Everton’s French defender Oliver Dacourt could have entered this list by himself to be honest, amassing an incredible 14 (FOURTEEN) yellows just by himself in 1998-99.

He went on to play for Leeds. Don Revie would have been smiling.

Sunderland 2014-15, 94 yellows, two reds, 96 total

Yeah, we double-checked to see if this was Roy Keane’s Sunderland but we can confirm it was in fact Gus Poyet and Dick Advocaat who oversaw this card-filled season.

Whatever you might think, they did manage to avoid relegation. Two years later, a very sad looking David Moyes might have preferred an extra red or two if it meant they had stayed up.

There was only one straight red in 2014-15. Who was it? Wes Brown of course. You don’t mess with lads from Longsight.

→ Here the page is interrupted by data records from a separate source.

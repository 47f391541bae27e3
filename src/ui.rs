use ratatui::{
    layout::{Constraint, Direction, Layout, Rect},
    style::{Color, Modifier, Style},
    symbols::Marker,
    text::{Line, Span},
    widgets::{
        canvas::{Canvas, Context, Line as CanvasLine, Rectangle},
        Block, Borders, Clear, Paragraph, Wrap,
    },
    Frame,
};
use skyrchitect_core::{now_ms, DiagramDocument, ResourceKind, Size};
use skyrchitect_editor::view::GRID_SIZE;

use crate::app::{App, Mode, NODE_KINDS};

/// Canvas units covered by one terminal cell at zoom 1
pub const CELL_WIDTH: f64 = 10.0;
pub const CELL_HEIGHT: f64 = 20.0;

/// Render the entire UI
pub fn render(frame: &mut Frame, app: &App) {
    let fullscreen = app.editor.view().fullscreen;
    let chunks = Layout::default()
        .direction(Direction::Vertical)
        .constraints([
            Constraint::Min(1),    // Canvas area (+ side panel)
            Constraint::Length(1), // Status bar
            Constraint::Length(if fullscreen { 0 } else { 1 }), // Help bar
        ])
        .split(frame.area());

    let canvas_area = if fullscreen {
        chunks[0]
    } else {
        let horizontal = Layout::default()
            .direction(Direction::Horizontal)
            .constraints([Constraint::Min(20), Constraint::Length(36)])
            .split(chunks[0]);
        render_side_panel(frame, app, horizontal[1]);
        horizontal[0]
    };

    render_canvas(frame, app, canvas_area);
    render_status_bar(frame, app, chunks[1]);
    if !fullscreen {
        render_help_bar(frame, app, chunks[2]);
    }

    match &app.mode {
        Mode::RecoveryPrompt => render_recovery_prompt(frame, app, canvas_area),
        Mode::LabelInput { text, .. } => render_label_input(frame, text, canvas_area),
        Mode::Help => render_shortcut_help(frame, app, canvas_area),
        Mode::Normal => {}
    }
}

/// Viewport size in canvas units for a terminal area
pub fn viewport_for(area: Rect) -> Size {
    Size::new(f64::from(area.width) * CELL_WIDTH, f64::from(area.height) * CELL_HEIGHT)
}

fn kind_color(kind: ResourceKind) -> Color {
    match kind {
        ResourceKind::Compute => Color::Yellow,
        ResourceKind::Storage => Color::Green,
        ResourceKind::Database => Color::Blue,
        ResourceKind::Network => Color::Cyan,
        ResourceKind::Security => Color::Red,
        ResourceKind::Serverless => Color::Magenta,
        ResourceKind::Analytics => Color::LightBlue,
        ResourceKind::Ml => Color::LightMagenta,
        ResourceKind::Container => Color::LightCyan,
    }
}

/// Diagram drawing. Canvas y grows upwards, diagram y grows downwards, so
/// y coordinates are negated.
fn render_canvas(frame: &mut Frame, app: &App, area: Rect) {
    let view = app.editor.view();
    let doc = app.editor.document();
    let visible_w = view.viewport.width / view.zoom;
    let visible_h = view.viewport.height / view.zoom;
    let (left, top) = (view.pan.x, view.pan.y);

    let title = format!(" {} v{} ", doc.name, doc.version);
    let canvas = Canvas::default()
        .block(Block::default().title(title).borders(Borders::ALL))
        .marker(Marker::Braille)
        .x_bounds([left, left + visible_w])
        .y_bounds([-(top + visible_h), -top])
        .paint(|ctx| {
            if view.show_grid {
                paint_grid(ctx, left, top, visible_w, visible_h);
                ctx.layer();
            }
            paint_diagram(ctx, app, doc);
        });
    frame.render_widget(canvas, area);
}

fn paint_grid(ctx: &mut Context, left: f64, top: f64, width: f64, height: f64) {
    // a line every 5 grid cells keeps braille output readable
    let step = GRID_SIZE * 5.0;
    let mut x = (left / step).ceil() * step;
    while x <= left + width {
        ctx.draw(&CanvasLine::new(x, -top, x, -(top + height), Color::DarkGray));
        x += step;
    }
    let mut y = (top / step).ceil() * step;
    while y <= top + height {
        ctx.draw(&CanvasLine::new(left, -y, left + width, -y, Color::DarkGray));
        y += step;
    }
}

fn paint_diagram(ctx: &mut Context, app: &App, doc: &DiagramDocument) {
    let graph = &doc.graph;
    for edge in &graph.edges {
        let (Some(source), Some(target)) = (graph.node(edge.source), graph.node(edge.target)) else {
            continue;
        };
        let (sx, sy) = (
            source.position.x + source.size.width / 2.0,
            source.position.y + source.size.height / 2.0,
        );
        let (tx, ty) = (
            target.position.x + target.size.width / 2.0,
            target.position.y + target.size.height / 2.0,
        );
        ctx.draw(&CanvasLine::new(sx, -sy, tx, -ty, Color::Gray));
    }

    for node in &graph.nodes {
        let selected = app.editor.selection().contains(node.id);
        let color = if selected { Color::White } else { kind_color(node.kind) };
        ctx.draw(&Rectangle {
            x: node.position.x,
            y: -(node.position.y + node.size.height),
            width: node.size.width,
            height: node.size.height,
            color,
        });
        let style = if selected {
            Style::default().fg(Color::White).add_modifier(Modifier::BOLD)
        } else {
            Style::default().fg(kind_color(node.kind))
        };
        ctx.print(
            node.position.x + 4.0,
            -(node.position.y + node.size.height / 2.0),
            Span::styled(node.label.clone(), style),
        );
    }
}

fn render_side_panel(frame: &mut Frame, app: &App, area: Rect) {
    let chunks = Layout::default()
        .direction(Direction::Vertical)
        .constraints([Constraint::Percentage(60), Constraint::Percentage(40)])
        .split(area);

    let doc = app.editor.document();
    let cursor = app.cursor_node();
    let nodes: Vec<Line> = doc
        .nodes()
        .iter()
        .map(|node| {
            let marker = if app.editor.selection().contains(node.id) { "●" } else { " " };
            let style = if Some(node.id) == cursor {
                Style::default().fg(Color::Black).bg(Color::Cyan)
            } else {
                Style::default().fg(kind_color(node.kind))
            };
            Line::styled(
                format!(
                    "{marker} {} [{} {}] ({:.0},{:.0})",
                    node.label,
                    node.provider.name(),
                    node.kind.name(),
                    node.position.x,
                    node.position.y
                ),
                style,
            )
        })
        .collect();
    frame.render_widget(
        Paragraph::new(nodes).block(Block::default().title(" Components ").borders(Borders::ALL)),
        chunks[0],
    );

    let label_of = |id| doc.graph.node(id).map(|n| n.label.as_str()).unwrap_or("?");
    let edges: Vec<Line> = doc
        .edges()
        .iter()
        .map(|edge| {
            Line::raw(format!(
                "{} → {} ({})",
                label_of(edge.source),
                label_of(edge.target),
                edge.label.as_deref().unwrap_or(edge.kind.name())
            ))
        })
        .collect();
    frame.render_widget(
        Paragraph::new(edges).block(Block::default().title(" Connections ").borders(Borders::ALL)),
        chunks[1],
    );
}

/// "saved 12s ago" style age
fn describe_age(saved_at: u64, now: u64) -> String {
    let secs = now.saturating_sub(saved_at) / 1000;
    match secs {
        0..=4 => "saved just now".to_string(),
        5..=59 => format!("saved {secs}s ago"),
        60..=3599 => format!("saved {}m ago", secs / 60),
        _ => format!("saved {}h ago", secs / 3600),
    }
}

fn render_status_bar(frame: &mut Frame, app: &App, area: Rect) {
    let (mode_name, mode_bg) = match &app.mode {
        Mode::Normal => ("EDIT", Color::Blue),
        Mode::LabelInput { .. } => ("INS", Color::Green),
        Mode::RecoveryPrompt => ("RECOVER", Color::Red),
        Mode::Help => ("HELP", Color::Cyan),
    };
    let mode_style = Style::default()
        .fg(Color::Black)
        .bg(mode_bg)
        .add_modifier(Modifier::BOLD);

    let status = app.autosave_status();
    let (save_text, save_style) = if status.saving {
        ("saving…".to_string(), Style::default().fg(Color::Yellow))
    } else if let Some(error) = &status.last_error {
        (format!("save failed: {error}"), Style::default().fg(Color::Red))
    } else if status.has_unsaved_changes {
        ("● unsaved".to_string(), Style::default().fg(Color::Yellow))
    } else if let Some(saved_at) = status.last_saved_at {
        (describe_age(saved_at, now_ms()), Style::default().fg(Color::Green))
    } else {
        (String::new(), Style::default())
    };

    let view = app.editor.view();
    let flags = format!(
        " {:.0}%{}{}",
        view.zoom * 100.0,
        if view.show_grid { " grid" } else { "" },
        if view.snap_to_grid { " snap" } else { "" },
    );
    let message = app
        .status_message
        .as_ref()
        .map(|m| format!(" {m}"))
        .unwrap_or_default();

    let spans = vec![
        Span::styled(format!(" {mode_name} "), mode_style),
        Span::raw(format!(" {} ", app.user())),
        Span::styled(save_text, save_style),
        Span::raw(flags),
        Span::raw(format!(" new:{}", NODE_KINDS[app.next_kind].name())),
        Span::raw(message),
    ];
    let paragraph = Paragraph::new(Line::from(spans)).style(Style::default().bg(Color::DarkGray).fg(Color::White));
    frame.render_widget(paragraph, area);
}

fn render_help_bar(frame: &mut Frame, app: &App, area: Rect) {
    let help_text = match &app.mode {
        Mode::Normal => "[n]ew [k]ind [Tab] select [Space] extend [e] connect [Enter] rename | ^Z/^⇧Z undo/redo ^S save | [?] keys [q]uit",
        Mode::LabelInput { .. } => "type label | [Enter] confirm [Esc] cancel [Backspace] delete",
        Mode::RecoveryPrompt => "[r] recover [d] discard [q] quit",
        Mode::Help => "any key to close",
    };
    let paragraph = Paragraph::new(help_text).style(Style::default().fg(Color::DarkGray));
    frame.render_widget(paragraph, area);
}

fn centered(area: Rect, width: u16, height: u16) -> Rect {
    let width = width.min(area.width);
    let height = height.min(area.height);
    Rect::new(
        area.x + (area.width - width) / 2,
        area.y + (area.height - height) / 2,
        width,
        height,
    )
}

fn render_recovery_prompt(frame: &mut Frame, app: &App, area: Rect) {
    let Some(snapshot) = app.recovery.as_ref().and_then(|r| r.recovery_data()) else {
        return;
    };
    let document = &snapshot.document;
    let lines = vec![
        Line::from(Span::styled(
            "Unsaved work from a previous session was found.",
            Style::default().add_modifier(Modifier::BOLD),
        )),
        Line::raw(""),
        Line::raw(format!("  {}", document.name)),
        Line::raw(format!(
            "  {} components, {} connections, version {}",
            document.nodes().len(),
            document.edges().len(),
            snapshot.version
        )),
        Line::raw(format!("  {}", describe_age(snapshot.saved_at, now_ms()))),
        Line::raw(""),
        Line::raw("[r] recover it    [d] discard it"),
    ];

    let popup = centered(area, 56, lines.len() as u16 + 2);
    frame.render_widget(Clear, popup);
    frame.render_widget(
        Paragraph::new(lines)
            .wrap(Wrap { trim: false })
            .block(
                Block::default()
                    .title(" Recover architecture? ")
                    .borders(Borders::ALL)
                    .border_style(Style::default().fg(Color::Red)),
            )
            .style(Style::default().bg(Color::Black)),
        popup,
    );
}

fn render_label_input(frame: &mut Frame, text: &str, area: Rect) {
    let popup = centered(area, 40, 3);
    frame.render_widget(Clear, popup);
    let line = Line::from(vec![
        Span::styled(text.to_string(), Style::default().fg(Color::Yellow).add_modifier(Modifier::BOLD)),
        Span::styled("▏", Style::default().fg(Color::Yellow).add_modifier(Modifier::SLOW_BLINK)),
    ]);
    frame.render_widget(
        Paragraph::new(line).block(
            Block::default()
                .title(" Label ")
                .borders(Borders::ALL)
                .border_style(Style::default().fg(Color::Green)),
        ),
        popup,
    );
}

fn render_shortcut_help(frame: &mut Frame, app: &App, area: Rect) {
    let bindings = app.dispatcher.registry().bindings();
    let lines: Vec<Line> = bindings
        .iter()
        .map(|b| {
            Line::from(vec![
                Span::styled(format!(" {:<16}", b.chord.to_string()), Style::default().fg(Color::Cyan)),
                Span::raw(b.description.clone()),
            ])
        })
        .collect();
    let popup = centered(area, 60, lines.len() as u16 + 2);
    frame.render_widget(Clear, popup);
    frame.render_widget(
        Paragraph::new(lines)
            .block(Block::default().title(" Keyboard shortcuts ").borders(Borders::ALL))
            .style(Style::default().bg(Color::Black)),
        popup,
    );
}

Nottingham Forest 1998-99, 85 yellows, six reds, 91 total

If Leeds manage to stay up, all four of the teams with more cards than Forest 1998-99 will have not gone down.

But Forest didn’t manage it. They finished dead bottom in what was a sorry return to the Premier League, going down straight away after returning at the first time of asking.

With six reds, all for different players, they are also the second most sent-off team in a single season.

Arsenal 2019-20, 86 yellows, five reds, 91 total

We reckon you can already guess who got the most red cards for Arsenal in the 2019-20 season.

Hint: He’s Brazilian and has mad hair. Never change, David Luiz.

READ: A forensic analysis of David Luiz’s mad 30 minutes for Arsenal against Man City

Chelsea 1998-99, 86 yellows, four reds, 90 total

It makes sense that Chelsea got a bunch of cards in the 1998-99 season. Roberto di Matteo, Dan Petrescu and Albert Ferrer were all cracking legs on a regular basis.

None got a red, but Gianluca Vialli did. For kicking someone. Makes sense.

This is the second of three teams from 1998-99 on this list. Wait a minute. Three teams? A treble? In 1999?

What on earth was in the water that year…

Watford 2016-17, 84 yellows, five reds, 89 total

Watford were knocked out by Millwall in the FA Cup in 2016-17, which we can only assume was retribution for taking Millwall’s dirty reputation from them.

The Hornets sting was viewed as too much on five occasions throughout the campaign. Two of the reds alone went to Miguel Britos, both for double yellows.

Neither of them were quite this mind…

Blackburn 1998-99, 80 yellows, eight reds, 88 total

Eight red cards is just impressive. You have to surely be trying to get as many as possible at that point.

Tim Sherwood got two of them, straight reds of course, while Jason Wilcox got two as well. Chris Sutton got in on the action as well. Not quite as brilliant as this one, though.

Bolton 2006-07, 84 yellows, four reds, 88 total

Bolton finished seventh in the Premier League in 2007, one better than their eighth placed-finish the year before.

They were clearly helped out by a more down to earth style of play, by which we mean they went to ground way more and got a huge 88 cards.

When you look through the squad list it makes sense. Kevin Nolan, Kevin Davies, Ivan Campo and Tel Ben Haim all hit double figures.

Now there’s a few classic Barclays names.

Middlesbrough 2008-09, 86 yellows, two reds, 88 total

It’s nice that every team on this list is different because it reaffirms that football is a national game.

Every corner of the country has had a team that proudly tackles hard, and doesn’t care what you think about it.

The second North East side on this list is Middlesbrough 2008-09, managed by Gareth Southgate no less. Maybe that hard tackling is what he needs to take England over the trophy hurdle?